I think it’s just a tradition to use double SHA256. One reason we might want to keep dSHA256 is a blind signature might be done by giving only the single SHA256 hash to the signer. At the same time, a non-Bitcoin signature scheme might use SHA512-SHA256. So a blind signer could distinguish the message type without learning the message.

sigversion is a response to Peter Todd’s comments on BIP143: https://petertodd.org/2016/segwit-consensus-critical-code-review#bip143-transaction-signature-verification <https://petertodd.org/2016/segwit-consensus-critical-code-review#bip143-transaction-signature-verification>;

I make it a 0x01000000 at the end of the message because the last 4 bytes has been the nHashType in the legacy/BIP143 protocol. Since the maximum legacy nHashType is 0xff, no collision could ever occur.

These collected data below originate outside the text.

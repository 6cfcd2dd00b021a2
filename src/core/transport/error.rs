//! Transport error types.

use thiserror::Error;

/// Result type for transport operations.
pub type TransportResult<T> = Result<T, TransportError>;

/// Errors that can occur in transport operations.
#[derive(Debug, Error)]
pub enum TransportError {
    /// Failed to bind to address.
    #[error("Failed to bind to {address}: {source}")]
    BindError {
        address: String,
        #[source]
        source: std::io::Error,
    },

    /// IO error during transport.
    #[error("IO error: {0}")]
    IoError(#[from] std::io::Error),

    /// Server initialization error.
    #[error("Server initialization error: {0}")]
    InitError(String),

    /// HTTP-specific error.
    #[error("HTTP error: {0}")]
    HttpError(String),

    /// Service error from rmcp.
    #[error("Service error: {0}")]
    ServiceError(String),
}

impl TransportError {
    /// Create a bind error.
    pub fn bind(address: impl Into<String>, source: std::io::Error) -> Self {
        Self::BindError {
            address: address.into(),
            source,
        }
    }

    /// Create an initialization error.
    pub fn init(msg: impl Into<String>) -> Self {
        Self::InitError(msg.into())
    }

    /// Create an HTTP error.
    pub fn http(msg: impl Into<String>) -> Self {
        Self::HttpError(msg.into())
    }
}
//! Tools domain module.
//!
//! Tools are the functions MCP clients call: sending, scheduling and listing
//! emails through Resend.
//!
//! ## Architecture
//!
//! - `definitions/` - Individual tool implementations (one file per tool)
//! - `context.rs` - Shared configuration and API client handed to every tool
//! - `router.rs` - Dynamic ToolRouter builder for STDIO transport
//! - `registry.rs` - Central tool registry and HTTP dispatch
//! - `error.rs` - Tool-specific error types
//!
//! ## Adding a New Tool
//!
//! 1. Create a new file in `definitions/emails/`
//! 2. Define params, execute(), and http_handler()
//! 3. Export in `definitions/mod.rs`
//! 4. Add route in `router.rs` using `with_route()`
//! 5. Register in `registry.rs` for HTTP support

mod context;
pub mod definitions;
mod error;
mod registry;
pub mod router;

pub use context::ToolContext;
pub use error::ToolError;
pub use registry::ToolRegistry;
pub use router::build_tool_router;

Putting a 64-byte constant at the beginning should also work, since a collision means SHA256 is no longer preimage resistance. I don’t know much about SHA256 optimisation. How good it is as we put a 64-byte constant at the beginning, while we also make the message 64-byte longer?

For CHECKSIGFROMSTACK (CSFS), I think the question is whether we want to make it as a separate opcode, or combine that with CHECKSIG. If it is a separate opcode, I think it should be a separate BIP. If it is combined with CHECKSIG, we could do something like this: If the bit 10 of SIGHASH2 is set, CHECKSIG will pop one more item from stack, and serialize its content with the transaction digest. Any thought?